- **DATA SECTION**
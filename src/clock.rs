use std::sync::Mutex;

use chrono::{FixedOffset, NaiveDateTime, Offset, TimeDelta, Utc};

/// The server's canonical clock. Every refund and bookability decision reads it,
/// never a client-supplied time.
pub trait Clock: Send + Sync {
    fn now(&self) -> NaiveDateTime;
}

/// Wall clock shifted into the schedule's local time.
#[derive(Debug, Clone, Copy)]
pub struct SystemClock {
    offset: FixedOffset,
}

impl SystemClock {
    pub fn utc() -> Self {
        Self::with_offset_minutes(0)
    }

    /// Out-of-range offsets fall back to UTC.
    pub fn with_offset_minutes(minutes: i32) -> Self {
        let offset = FixedOffset::east_opt(minutes * 60).unwrap_or_else(|| Utc.fix());
        Self { offset }
    }
}

impl Clock for SystemClock {
    fn now(&self) -> NaiveDateTime {
        Utc::now().with_timezone(&self.offset).naive_local()
    }
}

/// Hand-driven clock for tests and replays.
#[derive(Debug)]
pub struct ManualClock {
    now: Mutex<NaiveDateTime>,
}

impl ManualClock {
    pub fn new(now: NaiveDateTime) -> Self {
        Self { now: Mutex::new(now) }
    }

    pub fn set(&self, now: NaiveDateTime) {
        *self.now.lock().unwrap_or_else(|e| e.into_inner()) = now;
    }

    pub fn advance(&self, by: TimeDelta) {
        let mut guard = self.now.lock().unwrap_or_else(|e| e.into_inner());
        *guard += by;
    }
}

impl Clock for ManualClock {
    fn now(&self) -> NaiveDateTime {
        *self.now.lock().unwrap_or_else(|e| e.into_inner())
    }
}

#[cfg(test)]
mod tests {
    use super::*;
    use chrono::NaiveDate;

    #[test]
    fn manual_clock_advances() {
        let start = NaiveDate::from_ymd_opt(2024, 6, 9)
            .unwrap()
            .and_hms_opt(8, 0, 0)
            .unwrap();
        let clock = ManualClock::new(start);
        clock.advance(TimeDelta::hours(3));
        assert_eq!(clock.now(), start + TimeDelta::hours(3));
        clock.set(start);
        assert_eq!(clock.now(), start);
    }

    #[test]
    fn system_clock_applies_offset() {
        let utc = SystemClock::utc().now();
        let plus_two = SystemClock::with_offset_minutes(120).now();
        let diff = plus_two - utc;
        assert!(diff >= TimeDelta::minutes(119) && diff <= TimeDelta::minutes(121));
    }
}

- **TASK GOAL**
Give back exactly the material above from its opening line to the line bearing "clock.set(start);".

- **TASK RESULT**
filename src/clock.rs
use std::sync::Mutex;

use chrono::{FixedOffset, NaiveDateTime, Offset, TimeDelta, Utc};

/// The server's canonical clock. Every refund and bookability decision reads it,
/// never a client-supplied time.
pub trait Clock: Send + Sync {
    fn now(&self) -> NaiveDateTime;
}

/// Wall clock shifted into the schedule's local time.
#[derive(Debug, Clone, Copy)]
pub struct SystemClock {
    offset: FixedOffset,
}

impl SystemClock {
    pub fn utc() -> Self {
        Self::with_offset_minutes(0)
    }

    /// Out-of-range offsets fall back to UTC.
    pub fn with_offset_minutes(minutes: i32) -> Self {
        let offset = FixedOffset::east_opt(minutes * 60).unwrap_or_else(|| Utc.fix());
        Self { offset }
    }
}

impl Clock for SystemClock {
    fn now(&self) -> NaiveDateTime {
        Utc::now().with_timezone(&self.offset).naive_local()
    }
}

/// Hand-driven clock for tests and replays.
#[derive(Debug)]
pub struct ManualClock {
    now: Mutex<NaiveDateTime>,
}

impl ManualClock {
    pub fn new(now: NaiveDateTime) -> Self {
        Self { now: Mutex::new(now) }
    }

    pub fn set(&self, now: NaiveDateTime) {
        *self.now.lock().unwrap_or_else(|e| e.into_inner()) = now;
    }

    pub fn advance(&self, by: TimeDelta) {
        let mut guard = self.now.lock().unwrap_or_else(|e| e.into_inner());
        *guard += by;
    }
}

impl Clock for ManualClock {
    fn now(&self) -> NaiveDateTime {
        *self.now.lock().unwrap_or_else(|e| e.into_inner())
    }
}

#[cfg(test)]
mod tests {
    use super::*;
    use chrono::NaiveDate;

    #[test]
    fn manual_clock_advances() {
        let start = NaiveDate::from_ymd_opt(2024, 6, 9)
            .unwrap()
            .and_hms_opt(8, 0, 0)
            .unwrap();
        let clock = ManualClock::new(start);
        clock.advance(TimeDelta::hours(3));
        assert_eq!(clock.now(), start + TimeDelta::hours(3));
        clock.set(start);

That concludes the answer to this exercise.